Claude Enterprise represents a significant advancement over unmanaged AI tools by providing developer identity linkage to corporate SSO providers, compliance teams access to conversation logs, and administrators the ability to publish an approved list of MCP servers. However, its security measures are primarily focused on the conversation layer and do not extend to the tool-call layer, which is crucial for managing agentic workflows in production environments. This gap in security controls leaves several attack surfaces, such as prompt injection and tool poisoning, unaddressed, leading to potential compliance issues under frameworks like the EU AI Act, which requires comprehensive oversight and audit trails for AI decision-making. The introduction of an AI control plane addresses these shortcomings by enforcing protocol-level governance, offering capabilities like real-time permission updates and structured audit logs for tool calls, ensuring more robust security and compliance for organizations using AI systems.
May 15, 2026
1,971 words in the original blog post.
Claude Enterprise offers enhanced security features for AI usage by integrating corporate SSO and providing compliance teams with access to conversation logs, but it falls short in governing post-response AI actions. While it ensures access control and audit logging for conversation data, it lacks oversight of tool calls and system actions, leaving vulnerabilities like prompt injection, tool poisoning, and supply chain compromises unaddressed. Regulatory requirements such as the EU AI Act demand comprehensive audit trails beyond conversation logs, emphasizing the need for a robust AI control plane that enforces policy server-side and logs all tool interactions. Claude's controls, primarily focused on the conversation layer, are insufficient for agentic workflows in production, as they do not capture or regulate the broader actions taken by AI agents.
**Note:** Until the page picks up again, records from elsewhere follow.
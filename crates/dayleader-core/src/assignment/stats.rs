use std::collections::HashMap;

use serde::{Deserialize, Serialize};

use crate::models::{Ledger, Roster, UserId};
use crate::utils::percentage;

#[derive(Debug, Clone, PartialEq, Eq, Serialize, Deserialize)]
#[cfg_attr(feature = "ts", derive(ts_rs::TS))]
#[cfg_attr(feature = "ts", ts(export))]
pub struct LeaderWorkload {
    pub user_id: UserId,
    /// `None` when the leader has since left the roster.
    pub nickname: Option<String>,
    pub assigned_count: usize,
    pub content_completed: usize,
    pub day_numbers: Vec<u32>,
}

#[derive(Debug, Clone, PartialEq, Serialize, Deserialize)]
#[cfg_attr(feature = "ts", derive(ts_rs::TS))]
#[cfg_attr(feature = "ts", ts(export))]
pub struct AssignmentStatistics {
    pub total_schedules: usize,
    pub assigned_schedules: usize,
    pub unassigned_schedules: usize,
    pub unique_leader_count: usize,
    /// Percent of slots with a leader, 2 decimals.
    pub assignment_rate: f64,
    /// Assigned slots whose leader has published material.
    pub schedules_with_content: usize,
    /// Percent of assigned slots with content, 2 decimals.
    pub content_completion_rate: f64,
    /// Heaviest load first, then by user id.
    pub workloads: Vec<LeaderWorkload>,
}

impl AssignmentStatistics {
    /// Difference between the busiest and least busy leader.
    pub fn workload_spread(&self) -> usize {
        let max = self.workloads.iter().map(|w| w.assigned_count).max();
        let min = self.workloads.iter().map(|w| w.assigned_count).min();
        match (max, min) {
            (Some(max), Some(min)) => max - min,
            _ => 0,
        }
    }
}

pub fn compute(ledger: &Ledger, roster: &Roster) -> AssignmentStatistics {
    let total_schedules = ledger.len();
    let mut assigned_schedules = 0;
    let mut schedules_with_content = 0;
    let mut workloads: HashMap<UserId, LeaderWorkload> = HashMap::new();

    for schedule in ledger.schedules() {
        let Some(leader) = schedule.leader_id else {
            continue;
        };
        assigned_schedules += 1;
        let has_content = ledger.signals(schedule.day_number).content;
        if has_content {
            schedules_with_content += 1;
        }

        let workload = workloads.entry(leader).or_insert_with(|| LeaderWorkload {
            user_id: leader,
            nickname: roster.nickname(leader),
            assigned_count: 0,
            content_completed: 0,
            day_numbers: Vec::new(),
        });
        workload.assigned_count += 1;
        workload.day_numbers.push(schedule.day_number);
        if has_content {
            workload.content_completed += 1;
        }
    }

    let mut workloads: Vec<LeaderWorkload> = workloads.into_values().collect();
    workloads.sort_by(|a, b| {
        b.assigned_count
            .cmp(&a.assigned_count)
            .then_with(|| a.user_id.cmp(&b.user_id))
    });

    AssignmentStatistics {
        total_schedules,
        assigned_schedules,
        unassigned_schedules: total_schedules - assigned_schedules,
        unique_leader_count: workloads.len(),
        assignment_rate: percentage(assigned_schedules, total_schedules),
        schedules_with_content,
        content_completion_rate: percentage(schedules_with_content, assigned_schedules),
        workloads,
    }
}

#[cfg(test)]
mod tests {
    use super::*;
    use crate::models::{Participant, Schedule, SlotSignals};
    use chrono::NaiveDate;

    fn ledger(leaders: &[Option<UserId>], content_days: &[u32]) -> Ledger {
        let start = NaiveDate::from_ymd_opt(2026, 3, 1).unwrap();
        let schedules = leaders
            .iter()
            .enumerate()
            .map(|(i, leader)| {
                let mut s = Schedule::new(1, i as u32 + 1, start + chrono::Duration::days(i as i64));
                s.leader_id = *leader;
                s
            })
            .collect();
        let signals = content_days
            .iter()
            .map(|&d| (d, SlotSignals { content: true, engagement: false }))
            .collect();
        Ledger::new(schedules, signals)
    }

    #[test]
    fn test_empty_ledger_is_zero_safe() {
        let stats = compute(&Ledger::default(), &Roster::default());
        assert_eq!(stats.total_schedules, 0);
        assert_eq!(stats.assignment_rate, 0.0);
        assert_eq!(stats.content_completion_rate, 0.0);
        assert_eq!(stats.workload_spread(), 0);
    }

    #[test]
    fn test_no_assignments_is_zero_safe() {
        let stats = compute(&ledger(&[None, None], &[]), &Roster::default());
        assert_eq!(stats.unassigned_schedules, 2);
        assert_eq!(stats.assignment_rate, 0.0);
        assert_eq!(stats.content_completion_rate, 0.0);
        assert!(!stats.content_completion_rate.is_nan());
    }

    #[test]
    fn test_rates_and_workloads() {
        let roster = Roster::new(vec![Participant::new(1, "Ada"), Participant::new(2, "Bo")]);
        let stats = compute(
            &ledger(&[Some(1), Some(2), Some(1), None], &[1, 3]),
            &roster,
        );
        assert_eq!(stats.total_schedules, 4);
        assert_eq!(stats.assigned_schedules, 3);
        assert_eq!(stats.unassigned_schedules, 1);
        assert_eq!(stats.unique_leader_count, 2);
        assert_eq!(stats.assignment_rate, 75.0);
        assert_eq!(stats.schedules_with_content, 2);
        assert_eq!(stats.content_completion_rate, 66.67);

        assert_eq!(stats.workloads[0].user_id, 1);
        assert_eq!(stats.workloads[0].nickname.as_deref(), Some("Ada"));
        assert_eq!(stats.workloads[0].assigned_count, 2);
        assert_eq!(stats.workloads[0].content_completed, 2);
        assert_eq!(stats.workloads[0].day_numbers, vec![1, 3]);
        assert_eq!(stats.workloads[1].content_completed, 0);
        assert_eq!(stats.workload_spread(), 1);
    }

    #[test]
    fn test_content_on_unassigned_slot_not_counted() {
        let stats = compute(&ledger(&[None, Some(1)], &[1]), &Roster::default());
        assert_eq!(stats.schedules_with_content, 0);
        assert_eq!(stats.content_completion_rate, 0.0);
        assert_eq!(stats.workloads[0].nickname, None);
    }
}
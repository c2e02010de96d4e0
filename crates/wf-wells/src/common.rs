//! Common constants and connection-factor helpers.

use crate::error::{WellError, WellResult};
use wf_core::units::{Length, m, pas};
use wf_core::{DynVisc, Real};
use wf_mesh::CellGeometry;

/// Wellbore radius used until a completion diameter overrides it.
pub fn default_radius() -> Length {
    m(0.1)
}

/// Fluid viscosity used for connection mobility.
pub fn default_viscosity() -> DynVisc {
    pas(1.0e-3)
}

/// THP target pushed to injectors until THP limits are propagated.
pub const INJECTOR_THP_SENTINEL_PA: Real = 1.0e100;

/// THP target pushed to producers until THP limits are propagated.
pub const PRODUCER_THP_SENTINEL_PA: Real = -1.0e100;

/// Peaceman equivalent radius of an isotropic cell.
pub fn equivalent_radius(geometry: &CellGeometry) -> Length {
    let dx = geometry.dx.value;
    let dy = geometry.dy.value;
    m(0.14 * (dx * dx + dy * dy).sqrt())
}

/// Connection transmissibility factor `2π k h / ln(r0 / rw)` (m³).
pub fn peaceman_transmissibility(
    well: &str,
    geometry: &CellGeometry,
    radius: Length,
) -> WellResult<Real> {
    let r0 = equivalent_radius(geometry).value;
    let rw = radius.value;
    if !(rw.is_finite() && rw > 0.0) {
        return Err(WellError::NonPhysical {
            well: well.to_string(),
            what: "wellbore radius must be finite and positive",
        });
    }
    if r0 <= rw {
        return Err(WellError::NonPhysical {
            well: well.to_string(),
            what: "wellbore radius exceeds the cell's equivalent radius",
        });
    }
    let kh = geometry.permeability.value * geometry.dz.value;
    Ok(2.0 * std::f64::consts::PI * kh / (r0 / rw).ln())
}
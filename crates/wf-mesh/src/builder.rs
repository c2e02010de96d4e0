//! Incremental mesh builder.

use std::collections::HashSet;
use wf_core::units::{Area, m};

use crate::cartesian::CartesianMesh;
use crate::error::{MeshError, MeshResult};
use crate::mesh::{Element, ElementId, PartitionType};
use crate::validate;

/// Builder for a [`CartesianMesh`].
///
/// Configure dimensions, geometry, inactive cells and partitioning, then call
/// `build()` to validate and freeze the lookup tables.
#[derive(Debug, Clone)]
pub struct MeshBuilder {
    dims: [usize; 3],
    cell_size_m: [f64; 3],
    permeability_m2: f64,
    top_depth_m: f64,
    inactive: HashSet<[usize; 3]>,
    rank: usize,
    ranks: usize,
}

impl MeshBuilder {
    /// Create a builder for an `nx` × `ny` × `nz` grid of 100 m × 100 m × 10 m
    /// cells with 100 mD permeability, all active and locally owned.
    pub fn new(nx: usize, ny: usize, nz: usize) -> Self {
        Self {
            dims: [nx, ny, nz],
            cell_size_m: [100.0, 100.0, 10.0],
            permeability_m2: 9.869_233e-14,
            top_depth_m: 0.0,
            inactive: HashSet::new(),
            rank: 0,
            ranks: 1,
        }
    }

    pub fn cell_size(mut self, dx: f64, dy: f64, dz: f64) -> Self {
        self.cell_size_m = [dx, dy, dz];
        self
    }

    pub fn permeability(mut self, k_m2: f64) -> Self {
        self.permeability_m2 = k_m2;
        self
    }

    pub fn top_depth(mut self, depth_m: f64) -> Self {
        self.top_depth_m = depth_m;
        self
    }

    /// Remove a cell from the mesh (it gets no DOF).
    pub fn deactivate(mut self, i: usize, j: usize, k: usize) -> Self {
        self.inactive.insert([i, j, k]);
        self
    }

    /// Own only the `rank`-th of `ranks` contiguous DOF blocks; the remaining
    /// elements are kept as overlap.
    pub fn partition(mut self, rank: usize, ranks: usize) -> Self {
        self.rank = rank;
        self.ranks = ranks;
        self
    }

    /// Build and validate the mesh.
    pub fn build(self) -> MeshResult<CartesianMesh> {
        let [nx, ny, nz] = self.dims;
        if nx == 0 || ny == 0 || nz == 0 {
            return Err(MeshError::InvalidDimensions { nx, ny, nz });
        }
        if self.ranks == 0 || self.rank >= self.ranks {
            return Err(MeshError::InvalidPartition {
                rank: self.rank,
                ranks: self.ranks,
            });
        }
        if self
            .cell_size_m
            .iter()
            .any(|d| !(d.is_finite() && *d > 0.0))
        {
            return Err(MeshError::InvalidGeometry {
                what: "cell sizes must be finite and positive",
            });
        }
        if !(self.permeability_m2.is_finite() && self.permeability_m2 > 0.0) {
            return Err(MeshError::InvalidGeometry {
                what: "permeability must be finite and positive",
            });
        }
        if !self.top_depth_m.is_finite() {
            return Err(MeshError::InvalidGeometry {
                what: "top depth must be finite",
            });
        }
        if let Some(&[i, j, k]) = self
            .inactive
            .iter()
            .find(|[i, j, k]| *i >= nx || *j >= ny || *k >= nz)
        {
            return Err(MeshError::CellOutOfGrid { i, j, k });
        }

        let cell_count = nx * ny * nz;
        let mut cartesian_cell_id = Vec::with_capacity(cell_count);
        let mut dof_of_cell = vec![None; cell_count];
        for k in 0..nz {
            for j in 0..ny {
                for i in 0..nx {
                    if self.inactive.contains(&[i, j, k]) {
                        continue;
                    }
                    let cell = i + j * nx + k * nx * ny;
                    dof_of_cell[cell] = Some(cartesian_cell_id.len());
                    cartesian_cell_id.push(cell);
                }
            }
        }

        let num_dofs = cartesian_cell_id.len();
        let (own_begin, own_end) = Self::owned_range(num_dofs, self.rank, self.ranks);
        let elements = (0..num_dofs)
            .map(|dof| Element {
                id: ElementId(dof),
                partition: if (own_begin..own_end).contains(&dof) {
                    PartitionType::Interior
                } else {
                    PartitionType::Overlap
                },
                dofs: vec![dof],
            })
            .collect::<Vec<_>>();

        validate::validate_tables(&elements, &cartesian_cell_id, &dof_of_cell)?;

        let [dx, dy, dz] = self.cell_size_m;
        Ok(CartesianMesh {
            dims: self.dims,
            cell_size: [m(dx), m(dy), m(dz)],
            permeability: Area::new::<uom::si::area::square_meter>(self.permeability_m2),
            top_depth: m(self.top_depth_m),
            elements,
            cartesian_cell_id,
            dof_of_cell,
            partition: (self.rank, self.ranks),
        })
    }

    /// Contiguous block of DOFs owned by `rank`.
    fn owned_range(num_dofs: usize, rank: usize, ranks: usize) -> (usize, usize) {
        let begin = num_dofs * rank / ranks;
        let end = num_dofs * (rank + 1) / ranks;
        (begin, end)
    }
}

#[cfg(test)]
mod tests {
    use super::*;
    use crate::mesh::Mesh;

    #[test]
    fn builder_basic() {
        let mesh = MeshBuilder::new(2, 2, 1).build().unwrap();
        assert_eq!(mesh.num_dofs(), 4);
        assert_eq!(mesh.elements().len(), 4);
        assert!(mesh.elements().iter().all(|e| e.is_interior()));
    }

    #[test]
    fn builder_partition_covers_all_dofs_once() {
        let ranks = 3;
        let mut owners = vec![0usize; 10];
        for rank in 0..ranks {
            let mesh = MeshBuilder::new(10, 1, 1)
                .partition(rank, ranks)
                .build()
                .unwrap();
            for e in mesh.elements().iter().filter(|e| e.is_interior()) {
                owners[e.dofs[0]] += 1;
            }
        }
        assert!(owners.iter().all(|&n| n == 1));
    }

    #[test]
    fn builder_rejects_bad_input() {
        assert!(matches!(
            MeshBuilder::new(0, 1, 1).build(),
            Err(MeshError::InvalidDimensions { .. })
        ));
        assert!(matches!(
            MeshBuilder::new(1, 1, 1).partition(2, 2).build(),
            Err(MeshError::InvalidPartition { .. })
        ));
        assert!(matches!(
            MeshBuilder::new(1, 1, 1).deactivate(1, 0, 0).build(),
            Err(MeshError::CellOutOfGrid { .. })
        ));
        assert!(matches!(
            MeshBuilder::new(1, 1, 1).cell_size(1.0, 0.0, 1.0).build(),
            Err(MeshError::InvalidGeometry { .. })
        ));
    }
}
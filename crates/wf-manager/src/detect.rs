//! Detection of completion changes between consecutive intervals.

use wf_schedule::ScheduleDef;

/// Whether the well/completion layout of `interval` differs from the one
/// before it. Always true for the first interval.
///
/// Wells are matched by name and completions by (I, J, K), so reordering
/// either list is not a change. Control or status changes never count.
pub fn topology_changed(schedule: &ScheduleDef, interval: usize) -> bool {
    if interval == 0 {
        return true;
    }

    let current = schedule.wells_at(interval);
    let previous = schedule.wells_at(interval - 1);
    if current.len() != previous.len() {
        return true;
    }

    current.iter().any(|well| {
        let Some(prev) = previous.iter().find(|p| p.name == well.name) else {
            return true;
        };
        prev.completions.len() != well.completions.len()
            || well
                .completions
                .iter()
                .any(|c| !prev.has_completion_at(c.i, c.j, c.k))
    })
}

#[cfg(test)]
mod tests {
    use super::*;
    use wf_schedule::{CompletionDef, GridDef, IntervalDef, WellStatusDef, WellStepDef};

    fn step(name: &str, cells: &[(usize, usize, usize)]) -> WellStepDef {
        WellStepDef {
            name: name.into(),
            status: WellStatusDef::Open,
            ref_depth_m: None,
            injection: None,
            production: None,
            completions: cells.iter().map(|&(i, j, k)| CompletionDef::at(i, j, k)).collect(),
        }
    }

    fn schedule(intervals: Vec<Vec<WellStepDef>>) -> ScheduleDef {
        ScheduleDef {
            version: 1,
            name: "t".into(),
            grid: GridDef { nx: 5, ny: 5, nz: 2 },
            wells: vec![],
            intervals: intervals
                .into_iter()
                .map(|wells| IntervalDef { label: None, wells })
                .collect(),
        }
    }

    #[test]
    fn first_interval_always_changes() {
        let s = schedule(vec![vec![]]);
        assert!(topology_changed(&s, 0));
    }

    #[test]
    fn identical_layout_is_unchanged() {
        let a = vec![step("A", &[(0, 0, 0), (0, 0, 1)]), step("B", &[(4, 4, 0)])];
        let b = vec![step("B", &[(4, 4, 0)]), step("A", &[(0, 0, 1), (0, 0, 0)])];
        let mut s = schedule(vec![a, b]);
        s.intervals[1].wells[0].status = WellStatusDef::Shut;
        assert!(!topology_changed(&s, 1));
    }

    #[test]
    fn added_removed_or_moved_completion_changes() {
        let base = || vec![step("A", &[(0, 0, 0)]), step("B", &[(4, 4, 0)])];

        let added = vec![step("A", &[(0, 0, 0), (1, 0, 0)]), step("B", &[(4, 4, 0)])];
        assert!(topology_changed(&schedule(vec![base(), added]), 1));

        let removed = vec![step("A", &[]), step("B", &[(4, 4, 0)])];
        assert!(topology_changed(&schedule(vec![base(), removed]), 1));

        let moved = vec![step("A", &[(4, 4, 0)]), step("B", &[(0, 0, 0)])];
        assert!(topology_changed(&schedule(vec![base(), moved]), 1));

        let shifted = vec![step("A", &[(0, 1, 0)]), step("B", &[(4, 4, 0)])];
        assert!(topology_changed(&schedule(vec![base(), shifted]), 1));
    }

    #[test]
    fn well_set_changes() {
        let base = vec![step("A", &[(0, 0, 0)])];
        let renamed = vec![step("C", &[(0, 0, 0)])];
        let grown = vec![step("A", &[(0, 0, 0)]), step("B", &[])];
        assert!(topology_changed(&schedule(vec![base.clone(), renamed]), 1));
        assert!(topology_changed(&schedule(vec![base, grown]), 1));
    }
}
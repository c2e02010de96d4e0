//! Mesh-specific error types.

use thiserror::Error;
use wf_core::{CartesianIndex, DofIndex, WfError};

/// Mesh construction and lookup errors.
#[derive(Error, Debug, Clone, PartialEq)]
pub enum MeshError {
    #[error("Invalid grid dimensions {nx}x{ny}x{nz}")]
    InvalidDimensions { nx: usize, ny: usize, nz: usize },

    #[error("Invalid geometry: {what}")]
    InvalidGeometry { what: &'static str },

    #[error("Invalid partition: rank {rank} of {ranks}")]
    InvalidPartition { rank: usize, ranks: usize },

    #[error("Cell ({i}, {j}, {k}) is outside the grid")]
    CellOutOfGrid { i: usize, j: usize, k: usize },

    #[error("Local DOF {local} out of range for element with {len} DOFs")]
    LocalDofOob { local: usize, len: usize },

    #[error("DOF {dof} is not part of the mesh")]
    UnknownDof { dof: DofIndex },

    #[error("Cartesian index {cell} maps to more than one DOF")]
    InconsistentIndex { cell: CartesianIndex },

    #[error("DOF {dof} belongs to more than one element")]
    SharedDof { dof: DofIndex },

    #[error("No primary unknowns attached to element context")]
    MissingSnapshot,

    #[error("Snapshot holds {actual} cells, mesh has {expected} DOFs")]
    SnapshotSize { expected: usize, actual: usize },
}

pub type MeshResult<T> = Result<T, MeshError>;

impl From<MeshError> for WfError {
    fn from(err: MeshError) -> Self {
        match err {
            MeshError::LocalDofOob { local, len } => WfError::IndexOob {
                what: "local DOF",
                index: local,
                len,
            },
            MeshError::MissingSnapshot => WfError::InvalidArg {
                what: "element context without snapshot",
            },
            _ => WfError::Invariant {
                what: "mesh consistency",
            },
        }
    }
}

#[cfg(test)]
mod tests {
    use super::*;

    #[test]
    fn error_display() {
        let err = MeshError::CellOutOfGrid { i: 1, j: 2, k: 9 };
        assert!(err.to_string().contains("(1, 2, 9)"));
    }

    #[test]
    fn error_conversion() {
        let wf: WfError = MeshError::LocalDofOob { local: 3, len: 1 }.into();
        assert!(matches!(wf, WfError::IndexOob { index: 3, len: 1, .. }));
    }
}
//! SI quantity aliases and constructors for the quantities wells exchange.

use uom::si::f64::{
    Area as UomArea, DynamicViscosity as UomDynamicViscosity, Length as UomLength,
    Pressure as UomPressure, VolumeRate as UomVolumeRate,
};

// Public canonical unit types (SI, f64)
pub type Area = UomArea;
pub type DynVisc = UomDynamicViscosity;
pub type Length = UomLength;
pub type Pressure = UomPressure;
pub type VolumeRate = UomVolumeRate;

pub const SECONDS_PER_DAY: f64 = 86_400.0;

#[inline]
pub fn pa(v: f64) -> Pressure {
    use uom::si::pressure::pascal;
    Pressure::new::<pascal>(v)
}

#[inline]
pub fn m(v: f64) -> Length {
    use uom::si::length::meter;
    Length::new::<meter>(v)
}

#[inline]
pub fn m3ps(v: f64) -> VolumeRate {
    use uom::si::volume_rate::cubic_meter_per_second;
    VolumeRate::new::<cubic_meter_per_second>(v)
}

/// Volumetric rate from the per-day figures used in well schedules.
#[inline]
pub fn m3pd(v: f64) -> VolumeRate {
    m3ps(v / SECONDS_PER_DAY)
}

#[inline]
pub fn pas(v: f64) -> DynVisc {
    use uom::si::dynamic_viscosity::pascal_second;
    DynVisc::new::<pascal_second>(v)
}
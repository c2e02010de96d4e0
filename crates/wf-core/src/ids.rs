//! Well identifiers and index aliases.

use core::fmt;
use core::num::NonZeroU32;

/// Position of a well in the manager's arena, fixed when the well is
/// created. Wells are never removed, so an id stays valid for the whole run.
///
/// Stored as position + 1 so `Option<WellId>` is no larger than `WellId`.
#[derive(Clone, Copy, PartialEq, Eq, Hash, PartialOrd, Ord)]
pub struct WellId(NonZeroU32);

impl WellId {
    pub fn from_index(index: usize) -> Self {
        let raw = u32::try_from(index)
            .ok()
            .and_then(|i| i.checked_add(1))
            .and_then(NonZeroU32::new)
            .expect("well arena index fits in u32");
        Self(raw)
    }

    /// Arena position.
    pub fn index(self) -> usize {
        (self.0.get() - 1) as usize
    }
}

impl fmt::Debug for WellId {
    fn fmt(&self, f: &mut fmt::Formatter<'_>) -> fmt::Result {
        write!(f, "WellId({})", self.index())
    }
}

impl fmt::Display for WellId {
    fn fmt(&self, f: &mut fmt::Formatter<'_>) -> fmt::Result {
        write!(f, "well#{}", self.index())
    }
}

/// Global index of a solver degree of freedom on the local partition.
pub type DofIndex = usize;

/// Logically Cartesian cell index: `i + j*nx + k*nx*ny`.
pub type CartesianIndex = usize;
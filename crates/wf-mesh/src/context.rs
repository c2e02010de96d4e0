//! Per-element view of geometry and primary unknowns.

use wf_core::units::Pressure;
use wf_core::{CartesianIndex, DofIndex, PhaseVector};

use crate::error::{MeshError, MeshResult};
use crate::mesh::{CellGeometry, Element, Mesh};

/// Primary unknowns of one DOF for the current Newton iterate.
#[derive(Debug, Clone, Copy, PartialEq)]
pub struct CellState {
    pub pressure: Pressure,
    /// Saturations in (oil, gas, water) order.
    pub saturation: PhaseVector,
}

impl CellState {
    pub fn new(pressure: Pressure, saturation: PhaseVector) -> Self {
        Self {
            pressure,
            saturation,
        }
    }
}

/// Snapshot of the primary unknowns of every local DOF, indexed by DOF.
#[derive(Debug, Clone, PartialEq)]
pub struct SolutionSnapshot {
    cells: Vec<CellState>,
}

impl SolutionSnapshot {
    pub fn new(cells: Vec<CellState>) -> Self {
        Self { cells }
    }

    /// Same state in every DOF.
    pub fn uniform(num_dofs: usize, state: CellState) -> Self {
        Self {
            cells: vec![state; num_dofs],
        }
    }

    pub fn len(&self) -> usize {
        self.cells.len()
    }

    pub fn is_empty(&self) -> bool {
        self.cells.is_empty()
    }

    pub fn get(&self, dof: DofIndex) -> Option<&CellState> {
        self.cells.get(dof)
    }

    pub fn get_mut(&mut self, dof: DofIndex) -> Option<&mut CellState> {
        self.cells.get_mut(dof)
    }

    /// Check that the snapshot covers every DOF of a mesh.
    pub fn check_matches(&self, mesh: &dyn Mesh) -> MeshResult<()> {
        if self.cells.len() == mesh.num_dofs() {
            Ok(())
        } else {
            Err(MeshError::SnapshotSize {
                expected: mesh.num_dofs(),
                actual: self.cells.len(),
            })
        }
    }
}

/// View of one element: its DOFs, their logical cells, geometry and, when
/// attached, their primary unknowns.
#[derive(Clone, Copy)]
pub struct ElementContext<'a> {
    mesh: &'a dyn Mesh,
    element: &'a Element,
    snapshot: Option<&'a SolutionSnapshot>,
}

impl<'a> ElementContext<'a> {
    /// Stencil-only context (no primary unknowns).
    pub fn new(mesh: &'a dyn Mesh, element: &'a Element) -> Self {
        Self {
            mesh,
            element,
            snapshot: None,
        }
    }

    /// Attach the primary unknowns of the current iterate.
    pub fn with_snapshot(mut self, snapshot: &'a SolutionSnapshot) -> Self {
        self.snapshot = Some(snapshot);
        self
    }

    pub fn element(&self) -> &'a Element {
        self.element
    }

    pub fn num_dofs(&self) -> usize {
        self.element.dofs.len()
    }

    /// Global index of a local DOF.
    pub fn global_dof(&self, local: usize) -> MeshResult<DofIndex> {
        self.element
            .dofs
            .get(local)
            .copied()
            .ok_or(MeshError::LocalDofOob {
                local,
                len: self.element.dofs.len(),
            })
    }

    /// Logically Cartesian cell index of a local DOF.
    pub fn cartesian_index(&self, local: usize) -> MeshResult<CartesianIndex> {
        let dof = self.global_dof(local)?;
        self.mesh
            .cartesian_index(dof)
            .ok_or(MeshError::UnknownDof { dof })
    }

    pub fn geometry(&self, local: usize) -> MeshResult<CellGeometry> {
        let dof = self.global_dof(local)?;
        self.mesh
            .cell_geometry(dof)
            .ok_or(MeshError::UnknownDof { dof })
    }

    /// Primary unknowns of a local DOF.
    pub fn primary(&self, local: usize) -> MeshResult<&'a CellState> {
        let dof = self.global_dof(local)?;
        let snapshot = self.snapshot.ok_or(MeshError::MissingSnapshot)?;
        snapshot.get(dof).ok_or(MeshError::UnknownDof { dof })
    }
}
The AI control plane is highlighted as a solution to bridge these gaps by routing every tool call through a central gateway, ensuring comprehensive oversight and compliance, especially as organizations prepare for upcoming regulatory deadlines.
May 15, 2026
1,970 words in the original blog post.
Organizations often encounter shadow AI issues, where unauthorized AI agents interact with production systems, leading to security and governance challenges. This arises primarily in companies that rapidly adopt AI technologies without adequate oversight. New AI infrastructure like AI gateways, MCP gateways, and AI control planes have emerged to address these challenges. AI gateways manage interactions between applications and model providers, handling tasks like routing, failover, and cost tracking. MCP gateways focus on AI agents' connections to systems via the Model Context Protocol, centralizing credential management and ensuring tool access is controlled and logged. AI control planes provide a unified governance layer, integrating both gateways to ensure consistent identity management, policy enforcement, and comprehensive auditing across all AI interactions. These solutions mitigate risks such as data leakage, unauthorized access, and compliance issues by providing comprehensive oversight and control over AI operations within organizations.
May 07, 2026
4,880 words in the original blog post.